Task brief -> Go to the line in the entries below that holds "use rand_chacha::ChaCha8Rng;" and repeat exactly from there through the line that holds "kept after cleaning", inclusive.
== == ==
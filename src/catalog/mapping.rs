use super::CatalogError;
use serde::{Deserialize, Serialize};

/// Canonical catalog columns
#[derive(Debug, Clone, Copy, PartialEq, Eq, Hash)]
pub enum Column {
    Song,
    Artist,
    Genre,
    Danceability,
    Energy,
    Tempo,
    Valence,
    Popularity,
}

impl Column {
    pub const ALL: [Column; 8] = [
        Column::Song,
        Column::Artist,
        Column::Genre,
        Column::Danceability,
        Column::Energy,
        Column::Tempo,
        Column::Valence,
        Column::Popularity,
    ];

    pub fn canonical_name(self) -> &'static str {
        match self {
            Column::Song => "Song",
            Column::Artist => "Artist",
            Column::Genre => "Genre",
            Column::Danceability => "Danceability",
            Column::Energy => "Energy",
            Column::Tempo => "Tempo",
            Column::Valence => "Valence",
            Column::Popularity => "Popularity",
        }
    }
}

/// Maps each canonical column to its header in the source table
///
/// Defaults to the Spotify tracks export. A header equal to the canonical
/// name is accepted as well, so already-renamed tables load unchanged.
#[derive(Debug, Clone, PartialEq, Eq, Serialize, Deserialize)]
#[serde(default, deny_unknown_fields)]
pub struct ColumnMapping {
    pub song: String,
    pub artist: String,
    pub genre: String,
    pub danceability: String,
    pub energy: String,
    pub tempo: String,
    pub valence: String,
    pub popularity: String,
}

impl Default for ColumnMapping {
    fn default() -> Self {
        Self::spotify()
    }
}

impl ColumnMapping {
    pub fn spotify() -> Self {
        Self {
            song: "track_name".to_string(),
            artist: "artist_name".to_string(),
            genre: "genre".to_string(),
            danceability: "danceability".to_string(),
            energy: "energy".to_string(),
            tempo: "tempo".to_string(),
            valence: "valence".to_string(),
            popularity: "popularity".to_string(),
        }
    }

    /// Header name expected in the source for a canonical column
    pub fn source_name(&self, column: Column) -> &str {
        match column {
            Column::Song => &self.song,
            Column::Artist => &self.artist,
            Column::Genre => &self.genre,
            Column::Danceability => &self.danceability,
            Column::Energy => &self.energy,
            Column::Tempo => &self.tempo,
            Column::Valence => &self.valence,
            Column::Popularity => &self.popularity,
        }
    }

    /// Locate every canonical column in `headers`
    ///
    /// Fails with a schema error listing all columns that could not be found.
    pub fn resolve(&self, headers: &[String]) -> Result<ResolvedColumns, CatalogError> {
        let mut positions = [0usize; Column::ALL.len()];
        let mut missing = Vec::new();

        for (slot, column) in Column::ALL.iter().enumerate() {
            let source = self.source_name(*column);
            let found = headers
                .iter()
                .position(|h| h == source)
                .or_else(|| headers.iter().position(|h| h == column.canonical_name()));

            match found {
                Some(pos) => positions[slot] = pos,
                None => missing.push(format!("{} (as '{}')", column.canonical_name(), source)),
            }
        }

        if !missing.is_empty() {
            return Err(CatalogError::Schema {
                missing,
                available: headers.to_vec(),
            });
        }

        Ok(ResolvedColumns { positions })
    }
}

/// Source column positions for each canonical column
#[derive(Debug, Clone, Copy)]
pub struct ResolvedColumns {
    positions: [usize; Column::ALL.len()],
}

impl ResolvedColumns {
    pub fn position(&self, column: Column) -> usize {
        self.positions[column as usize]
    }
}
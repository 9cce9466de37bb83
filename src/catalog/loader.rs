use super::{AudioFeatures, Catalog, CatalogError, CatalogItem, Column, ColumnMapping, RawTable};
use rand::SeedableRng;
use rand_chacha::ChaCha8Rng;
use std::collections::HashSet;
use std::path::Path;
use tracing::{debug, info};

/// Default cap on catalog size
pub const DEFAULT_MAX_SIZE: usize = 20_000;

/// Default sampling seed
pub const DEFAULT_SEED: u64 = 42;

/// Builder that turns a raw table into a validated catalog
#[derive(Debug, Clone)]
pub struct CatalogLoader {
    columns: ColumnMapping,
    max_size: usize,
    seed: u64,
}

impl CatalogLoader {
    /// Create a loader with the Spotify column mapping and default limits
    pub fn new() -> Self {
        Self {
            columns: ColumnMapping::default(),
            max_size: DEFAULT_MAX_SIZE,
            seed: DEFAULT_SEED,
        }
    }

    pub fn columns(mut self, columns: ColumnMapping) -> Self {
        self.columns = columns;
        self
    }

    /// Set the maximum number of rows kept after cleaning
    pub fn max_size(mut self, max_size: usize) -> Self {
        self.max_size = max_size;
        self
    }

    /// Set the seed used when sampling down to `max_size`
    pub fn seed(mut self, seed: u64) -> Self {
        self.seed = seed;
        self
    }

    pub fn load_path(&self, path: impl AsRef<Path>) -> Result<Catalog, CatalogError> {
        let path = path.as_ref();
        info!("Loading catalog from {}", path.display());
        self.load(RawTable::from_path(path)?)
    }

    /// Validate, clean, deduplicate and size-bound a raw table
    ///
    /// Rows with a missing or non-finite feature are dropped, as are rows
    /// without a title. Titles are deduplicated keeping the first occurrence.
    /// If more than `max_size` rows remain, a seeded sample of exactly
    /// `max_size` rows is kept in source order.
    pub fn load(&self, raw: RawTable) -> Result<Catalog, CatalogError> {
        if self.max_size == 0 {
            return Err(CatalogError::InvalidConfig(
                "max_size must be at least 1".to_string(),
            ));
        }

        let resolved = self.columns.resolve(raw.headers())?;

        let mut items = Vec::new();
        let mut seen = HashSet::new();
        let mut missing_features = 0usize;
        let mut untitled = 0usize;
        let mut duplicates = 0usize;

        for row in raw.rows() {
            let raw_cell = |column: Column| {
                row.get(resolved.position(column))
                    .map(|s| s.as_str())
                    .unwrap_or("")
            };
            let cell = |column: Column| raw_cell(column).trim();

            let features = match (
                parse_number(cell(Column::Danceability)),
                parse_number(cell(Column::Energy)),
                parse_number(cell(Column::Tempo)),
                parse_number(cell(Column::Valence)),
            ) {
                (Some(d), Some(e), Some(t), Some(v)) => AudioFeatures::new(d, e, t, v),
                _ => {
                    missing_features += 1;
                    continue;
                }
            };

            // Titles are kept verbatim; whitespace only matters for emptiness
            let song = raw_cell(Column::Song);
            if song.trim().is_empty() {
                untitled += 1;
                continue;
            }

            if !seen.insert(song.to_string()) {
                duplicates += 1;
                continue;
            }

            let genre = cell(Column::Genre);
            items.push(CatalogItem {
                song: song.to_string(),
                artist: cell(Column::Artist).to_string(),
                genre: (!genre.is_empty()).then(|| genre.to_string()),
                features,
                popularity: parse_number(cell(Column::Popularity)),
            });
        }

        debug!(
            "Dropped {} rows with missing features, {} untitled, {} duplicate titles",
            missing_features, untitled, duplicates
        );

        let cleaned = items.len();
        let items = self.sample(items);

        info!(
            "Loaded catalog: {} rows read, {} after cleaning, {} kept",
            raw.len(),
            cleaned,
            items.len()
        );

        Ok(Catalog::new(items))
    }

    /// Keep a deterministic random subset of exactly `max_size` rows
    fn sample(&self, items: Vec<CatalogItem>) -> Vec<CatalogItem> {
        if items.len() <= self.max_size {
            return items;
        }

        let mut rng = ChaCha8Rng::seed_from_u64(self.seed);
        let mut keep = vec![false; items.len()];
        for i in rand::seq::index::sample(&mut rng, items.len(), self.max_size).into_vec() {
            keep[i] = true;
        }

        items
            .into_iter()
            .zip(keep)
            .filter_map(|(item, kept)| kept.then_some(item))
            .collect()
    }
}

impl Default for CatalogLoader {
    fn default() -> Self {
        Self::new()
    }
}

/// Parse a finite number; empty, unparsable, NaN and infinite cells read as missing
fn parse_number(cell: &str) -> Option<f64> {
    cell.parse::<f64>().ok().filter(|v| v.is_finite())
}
== == ==
Result for this task ->
use rand_chacha::ChaCha8Rng;
use std::collections::HashSet;
use std::path::Path;
use tracing::{debug, info};

/// Default cap on catalog size
pub const DEFAULT_MAX_SIZE: usize = 20_000;

/// Default sampling seed
pub const DEFAULT_SEED: u64 = 42;

/// Builder that turns a raw table into a validated catalog
#[derive(Debug, Clone)]
pub struct CatalogLoader {
    columns: ColumnMapping,
    max_size: usize,
    seed: u64,
}

impl CatalogLoader {
    /// Create a loader with the Spotify column mapping and default limits
    pub fn new() -> Self {
        Self {
            columns: ColumnMapping::default(),
            max_size: DEFAULT_MAX_SIZE,
            seed: DEFAULT_SEED,
        }
    }

    pub fn columns(mut self, columns: ColumnMapping) -> Self {
        self.columns = columns;
        self
    }

    /// Set the maximum number of rows kept after cleaning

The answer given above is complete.